As most of us know, doing a slapdash job in any enterprise ultimately won’t do us (or anyone else in our orbit) any favors. That principle translates to just about any context in life, whether you’re talking about a home improvement project, a friendship or relationship, or—in our professional sphere—if you’re simply looking to maximize the size and profitability of your deals.
In the latter context, it’s no secret that many salespeople struggle with the often challenging, tension-filled negotiations they need to work through to close deals that capture and protect value throughout the sales cycle. Like so many tasks in life, taking the easy way out during these difficult negotiations will likely come back to haunt you. In the best of scenarios, you’ll end up closing the types of margin-eroded deals that won’t help you reach or exceed your quota.
Here are some tips to avoid cutting corners—and losing your value proposition—in your most difficult sales negotiations.

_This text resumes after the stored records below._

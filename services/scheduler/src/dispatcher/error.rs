//! Errors surfaced synchronously at enqueue time.

use sked_id::ObjectKey;
use thiserror::Error;

use crate::api_calls::CallKind;

/// A call the dispatcher refused to accept.
#[derive(Debug, Error, Clone, PartialEq, Eq)]
pub enum EnqueueError {
    /// The dispatcher is closing or closed.
    #[error("dispatcher is closed")]
    Closed,

    /// No capacity and the caller asked not to wait.
    #[error("dispatch queue full ({capacity} calls outstanding)")]
    QueueFull { capacity: usize },

    /// The relevance table refuses the call behind what is already queued.
    #[error("{incoming} for {key} rejected behind queued {queued}")]
    Rejected {
        key: ObjectKey,
        queued: CallKind,
        incoming: CallKind,
    },

    /// The producer's context was cancelled while waiting for capacity.
    #[error("enqueue cancelled")]
    Cancelled,
}

impl EnqueueError {
    pub fn is_closed(&self) -> bool {
        matches!(self, Self::Closed)
    }

    pub fn is_rejected(&self) -> bool {
        matches!(self, Self::Rejected { .. })
    }
}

- Don’t flee the tension—embrace it! Our intuition tells us that it’s emotionally agreeable to try and minimize the inevitable friction that arises between two people who want different outcomes. In the sales world, that natural instinct manifests itself through discounting or giving things away for free for the sake of moving the deal forward. When tension and pricing pressure mount, the counterintuitive response of embracing the tension is the more productive one. Research has shown that maintaining a positive attitude toward conversational tension leads to larger deal sizes and more constructive negotiations.
- Negotiate throughout the buying cycle, not just at the end. Many salespeople don’t realize that long before the deal reaches the purchasing stage, they are in fact negotiating. That means that every time a salesperson gives something away—a demo, a trial run, a meeting, early price concessions—they’re essentially bypassing an opportunity to secure more value. This can yield bad results. By not embracing opportunities to negotiate value throughout the buying cycle, you risk falling into the trap of negotiating only about price at the end of it—and having to resort to last ditch, Hail Mary efforts to retrieve or protect your pricing.
- Execute pivotal agreements. Rather than giving away value or resorting to discounting, focus on identifying and executing “pivotal agreements”—basically, milestones you reach throughout the buying that you can then use as leverage for exchanging value instead of giving it away. You can also use these agreements to steer your conversations toward a series of provocative questions, designed to uncover your prospect’s “unconsidered needs.” That helps you break parity with competitors on more than just price, differentiate in a more resonant way, and enlarge the size of your deals.
Your sales negotiations don’t have to be shoddy. By making a concerted effort to capture and maintain value throughout the entire sales cycle—not just at the end—you’ll help close more profitable deals by avoiding the “value leaks” that otherwise erode your margins.